SEC Week 5 Predictions: Larry's Losers in the SEC
This series is a tongue-in-cheek tribute to Leonard Postoasties and the weekly radio show he used to do in colorful, country dialect.
Most prognosticators would be happy with a 32-4 record, but an 87 percent accuracy rating ain't worth crowin' about around here.
Me and pickskin prognosticatin' pooch have had better days, and last week's two misses puts us back at the recipe bin to get that same batch we had two weeks ago, when life was good and we were perfect.
So, we anticipate this week's batch of smart cookies will help us bake up some better predictions, and here we go with them.
Stop that, Bacardi, you can only lick that bowl once it's empty!
Florida at Alabama
Urban Meyer brings his walking luggage boys into Tuscaloosa for a chance to regain the throne of the SEC, and he figures the Pachyderms ain't finished licking their wounds from last weeks Razorback tuskin'.
But the long trunks have a longer memory, and they think they remember how to make these boys tearful in Tuscaloosa, and they ain't aiming to give up the good seat just yet.
Anytime two top 10 teams tussle, there could be trouble for the one that's supposed to win, but I suspect the Tide will have enough alligator hides after this 'un to make lots of suitcases for their BCS trip this winter.
Larry's Loser - Florida
Louisiana-Monroe at Auburn
The Tigers from Auburn earned their stripes last week in knocking off a top SEC team and the Old Ball Coach. They also cost ol' Bacardi and me a loss on our record doing so.

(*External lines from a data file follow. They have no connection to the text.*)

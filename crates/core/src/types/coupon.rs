//! Discount coupons.

use chrono::{DateTime, Utc};
use rust_decimal::Decimal;
use serde::{Deserialize, Serialize};

use super::id::CouponId;
use super::price::Price;

/// Reasons a coupon cannot be applied to an order.
#[derive(thiserror::Error, Debug, Clone, PartialEq, Eq)]
pub enum CouponError {
    #[error("coupon {0} is not active")]
    Inactive(String),
    #[error("coupon {0} has expired")]
    Expired(String),
    #[error("coupon {code} requires a minimum order of {minimum}")]
    BelowMinimum { code: String, minimum: Price },
    #[error("percentage discount must be between 0 and 100 (got {0})")]
    InvalidPercentage(Decimal),
}

/// How a coupon reduces the order subtotal.
#[derive(Debug, Clone, Copy, PartialEq, Eq, Serialize, Deserialize)]
#[serde(tag = "type", content = "value", rename_all = "snake_case")]
pub enum DiscountKind {
    /// Percentage of the subtotal, `0..=100`.
    Percentage(Decimal),
    /// Fixed amount off, capped at the subtotal.
    Fixed(Price),
}

impl DiscountKind {
    /// Check that a percentage lies within `0..=100`.
    ///
    /// # Errors
    ///
    /// Returns [`CouponError::InvalidPercentage`] otherwise.
    pub fn validate(&self) -> Result<(), CouponError> {
        match *self {
            Self::Percentage(percent) if percent < Decimal::ZERO || percent > Decimal::ONE_HUNDRED => {
                Err(CouponError::InvalidPercentage(percent))
            }
            _ => Ok(()),
        }
    }
}

/// A discount coupon managed through the admin service.
#[derive(Debug, Clone, PartialEq, Eq, Serialize, Deserialize)]
#[serde(rename_all = "camelCase")]
pub struct Coupon {
    #[serde(alias = "_id")]
    pub id: CouponId,
    pub code: String,
    pub discount: DiscountKind,
    #[serde(default)]
    pub min_order: Option<Price>,
    #[serde(default)]
    pub expires_at: Option<DateTime<Utc>>,
    #[serde(default = "default_active")]
    pub is_active: bool,
}

const fn default_active() -> bool {
    true
}

impl Coupon {
    /// Normalize a user-entered code for comparison and storage.
    #[must_use]
    pub fn normalize_code(code: &str) -> String {
        code.trim().to_ascii_uppercase()
    }

    /// Whether this coupon matches a user-entered code (case-insensitive).
    #[must_use]
    pub fn matches_code(&self, code: &str) -> bool {
        Self::normalize_code(&self.code) == Self::normalize_code(code)
    }

    /// Check the discount definition itself.
    ///
    /// # Errors
    ///
    /// Returns [`CouponError::InvalidPercentage`] for percentages outside `0..=100`.
    pub fn validate(&self) -> Result<(), CouponError> {
        self.discount.validate()
    }

    /// Compute the discount this coupon gives on `subtotal` at time `now`.
    ///
    /// The discount never exceeds the subtotal.
    ///
    /// # Errors
    ///
    /// Returns a [`CouponError`] if the coupon is inactive, expired, or the
    /// subtotal is below the coupon's minimum order.
    pub fn discount_for(&self, subtotal: Price, now: DateTime<Utc>) -> Result<Price, CouponError> {
        if !self.is_active {
            return Err(CouponError::Inactive(self.code.clone()));
        }
        if self.expires_at.is_some_and(|expires| expires <= now) {
            return Err(CouponError::Expired(self.code.clone()));
        }
        if let Some(minimum) = self.min_order
            && subtotal < minimum
        {
            return Err(CouponError::BelowMinimum {
                code: self.code.clone(),
                minimum,
            });
        }
        self.validate()?;

        let discount = match self.discount {
            DiscountKind::Percentage(percent) => subtotal.percent(percent),
            DiscountKind::Fixed(amount) => amount.min(subtotal),
        };
        Ok(discount)
    }
}

#[cfg(test)]
#[allow(clippy::unwrap_used)]
mod tests {
    use chrono::Duration;

    use super::*;

    fn coupon(discount: DiscountKind) -> Coupon {
        Coupon {
            id: CouponId::new("c1"),
            code: "TILE10".to_string(),
            discount,
            min_order: None,
            expires_at: None,
            is_active: true,
        }
    }

    #[test]
    fn test_percentage_discount() {
        let coupon = coupon(DiscountKind::Percentage(Decimal::from(10)));
        let discount = coupon
            .discount_for(Price::from_units(250), Utc::now())
            .unwrap();
        assert_eq!(discount, Price::from_units(25));
    }

    #[test]
    fn test_fixed_discount_capped_at_subtotal() {
        let coupon = coupon(DiscountKind::Fixed(Price::from_units(500)));
        let discount = coupon
            .discount_for(Price::from_units(120), Utc::now())
            .unwrap();
        assert_eq!(discount, Price::from_units(120));
    }

    #[test]
    fn test_inactive_and_expired() {
        let now = Utc::now();
        let mut inactive = coupon(DiscountKind::Fixed(Price::from_units(5)));
        inactive.is_active = false;
        assert!(matches!(
            inactive.discount_for(Price::from_units(50), now),
            Err(CouponError::Inactive(_))
        ));

        let mut expired = coupon(DiscountKind::Fixed(Price::from_units(5)));
        expired.expires_at = Some(now - Duration::hours(1));
        assert!(matches!(
            expired.discount_for(Price::from_units(50), now),
            Err(CouponError::Expired(_))
        ));
    }

    #[test]
    fn test_minimum_order() {
        let mut coupon = coupon(DiscountKind::Fixed(Price::from_units(5)));
        coupon.min_order = Some(Price::from_units(100));
        let err = coupon
            .discount_for(Price::from_units(99), Utc::now())
            .unwrap_err();
        assert_eq!(
            err.to_string(),
            "coupon TILE10 requires a minimum order of 100.00"
        );
        assert!(coupon.discount_for(Price::from_units(100), Utc::now()).is_ok());
    }

    #[test]
    fn test_code_matching_is_case_insensitive() {
        let coupon = coupon(DiscountKind::Fixed(Price::from_units(5)));
        assert!(coupon.matches_code(" tile10 "));
        assert!(!coupon.matches_code("TILE20"));
    }

    #[test]
    fn test_invalid_percentage() {
        let coupon = coupon(DiscountKind::Percentage(Decimal::from(150)));
        assert!(matches!(
            coupon.validate(),
            Err(CouponError::InvalidPercentage(_))
        ));
    }

    #[test]
    fn test_discount_serde_shape() {
        let json = serde_json::to_value(DiscountKind::Percentage(Decimal::from(15))).unwrap();
        assert_eq!(json["type"], "percentage");
    }

    #[test]
    fn test_is_active_defaults_to_true() {
        let json = r#"{"_id": "k9", "code": "WELCOME", "discount": {"type": "fixed", "value": "100"}}"#;
        let coupon: Coupon = serde_json::from_str(json).unwrap();
        assert!(coupon.is_active);
        assert!(coupon.discount_for(Price::from_units(500), Utc::now()).is_ok());
    }
}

This week, they have a Louisiana cake-decorating college showing up, and they want us to think that this is a football game.

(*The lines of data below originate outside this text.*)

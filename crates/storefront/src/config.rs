//! Storefront configuration loaded from environment variables.
//!
//! # Environment Variables
//!
//! ## Required
//! - `STOREFRONT_BASE_URL` - Public URL for the storefront
//! - `BACKEND_API_URL` - Base URL of the backend REST API
//!
//! ## Optional
//! - `STOREFRONT_HOST` - Bind address (default: 127.0.0.1)
//! - `STOREFRONT_PORT` - Listen port (default: 3000)
//! - `BACKEND_API_TOKEN` - Service bearer token for backend calls
//! - `BACKEND_TIMEOUT_SECS` - Backend request timeout (default: 10)
//! - `CATALOG_CACHE_TTL_SECS` - Product/category cache lifetime (default: 300)
//! - `LOG_FORMAT` - `json` for structured logs, anything else for text
//! - `SENTRY_DSN` - Sentry error tracking DSN
//! - `SENTRY_ENVIRONMENT` - Sentry environment name
//! - `SENTRY_SAMPLE_RATE` - Error sample rate (default: 1.0)
//! - `SENTRY_TRACES_SAMPLE_RATE` - Trace sample rate (default: 0.1)

use std::net::{IpAddr, SocketAddr};
use std::time::Duration;

use secrecy::{ExposeSecret, SecretString};
use thiserror::Error;
use url::Url;

const MIN_TOKEN_LENGTH: usize = 16;

/// Blocklist of common placeholder patterns (case-insensitive)
const PLACEHOLDER_PATTERNS: &[&str] = &[
    "your-",
    "changeme",
    "replace",
    "placeholder",
    "example",
    "xxx",
    "todo",
];

/// Configuration errors that can occur during loading.
#[derive(Debug, Error)]
pub enum ConfigError {
    #[error("Missing environment variable: {0}")]
    MissingEnvVar(String),
    #[error("Invalid environment variable {0}: {1}")]
    InvalidEnvVar(String, String),
    #[error("Insecure secret in {0}: {1}")]
    InsecureSecret(String, String),
}

/// Storefront application configuration.
#[derive(Debug, Clone)]
pub struct StorefrontConfig {
    /// IP address to bind the server to
    pub host: IpAddr,
    /// Port to listen on
    pub port: u16,
    /// Public base URL for the storefront
    pub base_url: String,
    /// Backend REST API configuration
    pub backend: BackendConfig,
    /// How long fetched products and categories are reused
    pub catalog_cache_ttl: Duration,
    /// Emit JSON logs instead of human-readable text
    pub json_logs: bool,
    /// Sentry DSN for error tracking
    pub sentry_dsn: Option<String>,
    /// Sentry environment (e.g. "production")
    pub sentry_environment: Option<String>,
    /// Fraction of errors sent to Sentry
    pub sentry_sample_rate: f32,
    /// Fraction of transactions traced
    pub sentry_traces_sample_rate: f32,
}

/// Backend REST API configuration.
///
/// Implements `Debug` manually to redact the token.
#[derive(Clone)]
pub struct BackendConfig {
    /// Base URL; always ends with `/`
    pub base_url: Url,
    /// Service bearer token
    pub token: Option<SecretString>,
    /// Per-request timeout
    pub timeout: Duration,
}

impl std::fmt::Debug for BackendConfig {
    fn fmt(&self, f: &mut std::fmt::Formatter<'_>) -> std::fmt::Result {
        f.debug_struct("BackendConfig")
            .field("base_url", &self.base_url.as_str())
            .field("token", &self.token.as_ref().map(|_| "[REDACTED]"))
            .field("timeout", &self.timeout)
            .finish()
    }
}

impl BackendConfig {
    /// Configuration pointing at `base_url` with no token and the default timeout.
    ///
    /// # Errors
    ///
    /// Returns `ConfigError::InvalidEnvVar` if the URL cannot be parsed.
    pub fn new(base_url: &str) -> Result<Self, ConfigError> {
        Ok(Self {
            base_url: parse_base_url("BACKEND_API_URL", base_url)?,
            token: None,
            timeout: Duration::from_secs(10),
        })
    }
}

impl StorefrontConfig {
    /// Configuration with default bind address, cache TTL and no Sentry.
    #[must_use]
    pub fn new(base_url: impl Into<String>, backend: BackendConfig) -> Self {
        Self {
            host: IpAddr::from([127, 0, 0, 1]),
            port: 3000,
            base_url: base_url.into(),
            backend,
            catalog_cache_ttl: Duration::from_secs(300),
            json_logs: false,
            sentry_dsn: None,
            sentry_environment: None,
            sentry_sample_rate: 1.0,
            sentry_traces_sample_rate: 0.1,
        }
    }

    /// Load configuration from environment variables.
    ///
    /// Calls `dotenvy::dotenv()` to load from `.env` file if present.
    ///
    /// # Errors
    ///
    /// Returns `ConfigError` if required variables are missing, invalid, or
    /// if the backend token looks like a placeholder.
    pub fn from_env() -> Result<Self, ConfigError> {
        // Load .env file if present (ignore errors if not found)
        let _ = dotenvy::dotenv();

        let host = parse_env("STOREFRONT_HOST", "127.0.0.1")?;
        let port = parse_env("STOREFRONT_PORT", "3000")?;
        let base_url = get_required_env("STOREFRONT_BASE_URL")?;
        let backend = BackendConfig::from_env()?;
        let catalog_cache_ttl = Duration::from_secs(parse_env("CATALOG_CACHE_TTL_SECS", "300")?);
        let json_logs = get_optional_env("LOG_FORMAT").is_some_and(|f| f.eq_ignore_ascii_case("json"));

        Ok(Self {
            host,
            port,
            base_url,
            backend,
            catalog_cache_ttl,
            json_logs,
            sentry_dsn: get_optional_env("SENTRY_DSN"),
            sentry_environment: get_optional_env("SENTRY_ENVIRONMENT"),
            sentry_sample_rate: parse_env("SENTRY_SAMPLE_RATE", "1.0")?,
            sentry_traces_sample_rate: parse_env("SENTRY_TRACES_SAMPLE_RATE", "0.1")?,
        })
    }

    /// Returns the socket address for binding the server.
    #[must_use]
    pub const fn socket_addr(&self) -> SocketAddr {
        SocketAddr::new(self.host, self.port)
    }

    /// Whether the public URL is served over HTTPS (controls secure cookies).
    #[must_use]
    pub fn is_secure(&self) -> bool {
        self.base_url.starts_with("https://")
    }
}

impl BackendConfig {
    fn from_env() -> Result<Self, ConfigError> {
        let base_url = parse_base_url("BACKEND_API_URL", &get_required_env("BACKEND_API_URL")?)?;
        let token = get_optional_env("BACKEND_API_TOKEN")
            .map(|token| {
                validate_token(&token, "BACKEND_API_TOKEN")?;
                Ok(SecretString::from(token))
            })
            .transpose()?;
        let timeout = Duration::from_secs(parse_env("BACKEND_TIMEOUT_SECS", "10")?);

        Ok(Self {
            base_url,
            token,
            timeout,
        })
    }

    /// The token, if any, as a plain string for request headers.
    #[must_use]
    pub fn expose_token(&self) -> Option<&str> {
        self.token.as_ref().map(|t| t.expose_secret())
    }
}

// =============================================================================
// Helper Functions
// =============================================================================

/// Get a required environment variable.
fn get_required_env(key: &str) -> Result<String, ConfigError> {
    std::env::var(key).map_err(|_| ConfigError::MissingEnvVar(key.to_string()))
}

/// Get an optional environment variable, treating empty values as unset.
fn get_optional_env(key: &str) -> Option<String> {
    std::env::var(key).ok().filter(|v| !v.trim().is_empty())
}

/// Parse an environment variable, falling back to `default` when unset.
fn parse_env<T>(key: &str, default: &str) -> Result<T, ConfigError>
where
    T: std::str::FromStr,
    T::Err: std::fmt::Display,
{
    get_optional_env(key)
        .as_deref()
        .unwrap_or(default)
        .parse::<T>()
        .map_err(|e| ConfigError::InvalidEnvVar(key.to_string(), e.to_string()))
}

/// Parse a base URL and make sure it ends with `/` so relative joins keep
/// its path prefix.
fn parse_base_url(key: &str, raw: &str) -> Result<Url, ConfigError> {
    let mut url =
        Url::parse(raw).map_err(|e| ConfigError::InvalidEnvVar(key.to_string(), e.to_string()))?;
    if url.cannot_be_a_base() {
        return Err(ConfigError::InvalidEnvVar(
            key.to_string(),
            "URL cannot be used as a base".to_string(),
        ));
    }
    if !url.path().ends_with('/') {
        let path = format!("{}/", url.path());
        url.set_path(&path);
    }
    Ok(url)
}

/// Reject tokens that are too short or look like placeholders.
fn validate_token(token: &str, var_name: &str) -> Result<(), ConfigError> {
    if token.len() < MIN_TOKEN_LENGTH {
        return Err(ConfigError::InsecureSecret(
            var_name.to_string(),
            format!("must be at least {MIN_TOKEN_LENGTH} characters"),
        ));
    }

    let lower = token.to_lowercase();
    if let Some(pattern) = PLACEHOLDER_PATTERNS.iter().find(|p| lower.contains(*p)) {
        return Err(ConfigError::InsecureSecret(
            var_name.to_string(),
            format!("appears to be a placeholder (contains '{pattern}')"),
        ));
    }
    Ok(())
}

Well, at least that boy, Cam Newton, can work on his Heisman stats, and Auburn can keep pumping themselves up till they eventually get de-clawed.

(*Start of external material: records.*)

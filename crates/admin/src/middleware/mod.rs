//! HTTP middleware stack for admin.
//!
//! # Middleware Order (outermost first)
//!
//! 1. Sentry layers (capture errors, transactions)
//! 2. `TraceLayer` (request span)
//! 3. Request ID (recorded into the span above)
//!
//! Authentication is an extractor, not a layer: every `/api` handler takes
//! [`RequireAdminToken`].

pub mod auth;
pub mod request_id;

pub use auth::RequireAdminToken;
pub use request_id::request_id_middleware;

Larry's Loser - Louisiana-Monroe
Georgia at Colorado
Can these dogs be kicked any harder? With the season already over, all the dogs can do is play for out of conference pride since they've been kicked off the porch by the big dogs of the SEC.
And now they go west to face a herd of Buffalo on their home pasture. Now, their bison have been better in the past, but they think they can stomp these pooped pooches from the flat lands.
And even though Las Vegas says the Dogs are gonna have this day, I know a dead dog when I see one, and this one's already smellin'.
Larry's Loser - Georgia
Kentucky at Ole Miss - The Kentucky Kitties limp down to Oxford sore from their thumping from a big old batch of Gators and think that this could be the right place to get another SEC win this week by scratchin' up some old Rebels.
With last week's big win over Fresno State, Houston Nutt's hopin' that he's got the old Rebel train back on the tracks and they can come up from the bottom of the SEC.
This could be a dandy, but I think the Gators showed the old Rebels how to run it up on the Cats, and Masoli is gonna do like that Burton boy did last week.
Larry's Loser - Kentucky
Tennessee at LSU
Old Smokey's got them Vols on the trail to Baton Rouge, and he's trying to sniff them out a trail to victory. But, LSU aims to make the only thing the Vols smell be grass and dirt, as they'll try and plant them in that every chance they get.
So far this year, Derek Dooley's boys have run out of gas on the backstretch but were finally able to coast across the line last week against lowly UAB from Birmingham, and Les Miles ain't planning on letting them get to the gas pump this week either.
The winner will be five and oh-so-undefeated after this one, but they better not celebrate that too long, 'cuz the tough ones are just down the road.
Larry's Loser - Tennessee
Alcorn State at Mississippi State
The pooches are growing quickly in Dan's dog pound, and last week, the Bulldogs showed Georgia who the top dog is in the SEC. Well, top bulldog anyway.
Quick, who knows where Alcorn State is? Quick, who cares? They're from Lorman, Mississippi and I hate to even waste a cookie on this one.
Bacardi says his Dogs will do in the Braves and turn them every way but loose.
Larry's Loser - Alcorn State
Vanderbilt at Connecticut
This ain't last year's pack of Huskies, but they've got some bite left in them and when the Commodores come sailing into Connecticut this weekend, they'll be pooches at the plank to meet them.
Now, you know that Bacardi usually picks the pooches, but he says the hair on his back and that smart cookie is telling him the Commodores have a surprise for the howlin' Huskies.
I can see that too and think the boys from Nashville say nay to a Husky victory party, and they'll send these dogs to the pound.
Larry's Loser - Connecticut
Well, that's it for this week, and remember, never bet the house on the hunch of a hound, and may the only thing you lose this week be your mother-in-law's request for a visit.